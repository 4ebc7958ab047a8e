// 该文件是 YOLOv5 检测项目的一部分。
// src/model/decode.rs - 输出行解码
//
// 本文件根据 Apache 许可证第 2.0 版（以下简称“许可证”）授权使用；
// 除非遵守该许可证条款，否则您不得使用本文件。
// 您可通过以下网址获取许可证副本：
// http://www.apache.org/licenses/LICENSE-2.0
// 除非适用法律要求或书面同意，根据本许可协议分发的软件均按“原样”提供，
// 不附带任何形式的明示或暗示的保证或条件。
// 有关许可权限与限制的具体条款，请参阅本许可协议。
//
// Copyright (C) 2026 Johann Li <me@qinka.pro>, Wareless Group

use crate::config::ConfidenceMode;

// 行布局: [cx, cy, w, h, objectness, class_0 .. class_n]
const OBJECTNESS_OFFSET: usize = 4;
const CLASS_SCORES_OFFSET: usize = 5;

/// 中心点 + 宽高形式的框
#[derive(Debug, Clone, Copy, PartialEq)]
pub struct BoxGeometry {
  pub center_x: f32,
  pub center_y: f32,
  pub width: f32,
  pub height: f32,
}

impl BoxGeometry {
  /// 行长度不足 4 时返回 `None`
  pub fn from_row(row: &[f32]) -> Option<Self> {
    match row {
      [center_x, center_y, width, height, ..] => Some(Self {
        center_x: *center_x,
        center_y: *center_y,
        width: *width,
        height: *height,
      }),
      _ => None,
    }
  }
}

/// 解码后的一行
#[derive(Debug, Clone, Copy, PartialEq)]
pub struct DecodedRow {
  pub geometry: Option<BoxGeometry>,
  pub objectness: f32,
  pub class_id: usize,
  pub class_score: f32,
}

impl DecodedRow {
  pub fn confidence(&self, mode: ConfidenceMode) -> f32 {
    match mode {
      ConfidenceMode::ClassScore => self.class_score,
      ConfidenceMode::ObjectnessWeighted => self.objectness * self.class_score,
    }
  }
}

/// 找到最高分数的类别
///
/// 只有严格大于当前最大值才替换，因此并列时取最先出现的下标。
/// 起始值为 `(0, 0.0)`，空输入或全部非正分数都返回该值。
pub fn best_class(scores: &[f32]) -> (usize, f32) {
  let mut best = (0usize, 0f32);
  for (idx, &score) in scores.iter().enumerate() {
    if score > best.1 {
      best = (idx, score);
    }
  }
  best
}

/// 解码一行输出，行过短时对应字段取零值
pub fn decode_row(row: &[f32]) -> DecodedRow {
  let objectness = row.get(OBJECTNESS_OFFSET).copied().unwrap_or(0.0);
  let scores = row.get(CLASS_SCORES_OFFSET..).unwrap_or(&[]);
  let (class_id, class_score) = best_class(scores);

  DecodedRow {
    geometry: BoxGeometry::from_row(row),
    objectness,
    class_id,
    class_score,
  }
}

- - - - - - -

**WHAT YOU HAVE TO DO**
Your answer should be one number, the count of lines in the records that contain the word "Option".

**WRITTEN RESPONSE**
2